The Christopher wasn't considered "breaking news" because bulk-carrier tragedies are too routine to be visible to the media. Over the past two decades, these massive ships have been sinking at the rate of one every month, with more than 13,600 lives lost.
While investigators continue to scour the countryside for clues to the cause of the Columbia crash, bulk carriers litter the ocean floors of the world, undisturbed. But without even inspecting those rusting, toxic hulks, it is possible to address the causes of the sinkings. All that is lacking is the political will.
Built in 1983, the Christopher was, by 2001, a disaster waiting to happen. It was being pushed well beyond its safe lifespan, and was probably overloaded with a cargo of coal, bound for Britain. It had no forecastle for protection against the huge waves that struck the bow that night. One or more of its old, weakened hatch covers broke and let water enter the hold, where it formed a coal slurry that broke down the bulkheads.
The 1980 loss of the bulk carrier Derbyshire with its crew of 44, all British, is the only such accident so far to have been thoroughly investigated. That study showed clearly that simple remedies -- age and load limits, strengthening of hatch covers and addition of raised forecastles and pumping systems -- could halt the epidemic of sinkings.
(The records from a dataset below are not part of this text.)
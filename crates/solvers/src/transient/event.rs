/// Event emitted by an integrator for each sample.
///
/// Step 0 is the initial condition before any integration.
/// Steps 1..N are emitted after each integration step.
#[derive(Debug, Clone, Copy, PartialEq)]
pub struct Event {
    /// The step number (0 for initial, 1..N for integration steps).
    pub step: usize,

    /// The sample time.
    pub t: f64,

    /// The sample value.
    pub y: f64,
}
But such improvements would mean reduced profits for the shipping companies that own old wrecks like the Christopher, and no one is forcing them to make the needed changes. Unlike the Derbyshire, the hundreds of bulk carriers now lying under the sea, some still with their crews, have no visible constituency. Like the Christopher, they flew flags of convenience, they were operated by people from countries that many Americans would be hard pressed to find on a map, and they carried coal, grain or other not-so-glamorous cargo that, unlike oil, stays inside the sunken ship and out of sight.
The International Maritime Union, an agency of the United Nations, oversees safety on the high seas. The IMO has no enforcement power, so its regulations are enforced by the nations under whose flags the ships fly, through so-called "classification societies." The less scrupulous shipowners are free to shop around for the more lenient societies. It is their ships that go down, time after time.
We all grieve for the shuttle astronauts, and we expect the defects that caused their deaths to be corrected. We should do the same for the ship's crews that haul the food and fuel that sustain us.
Stan Cox is a senior research scientist at The Land Institute in Salina, Kansas, and a member of the Prairie Writers' Circle.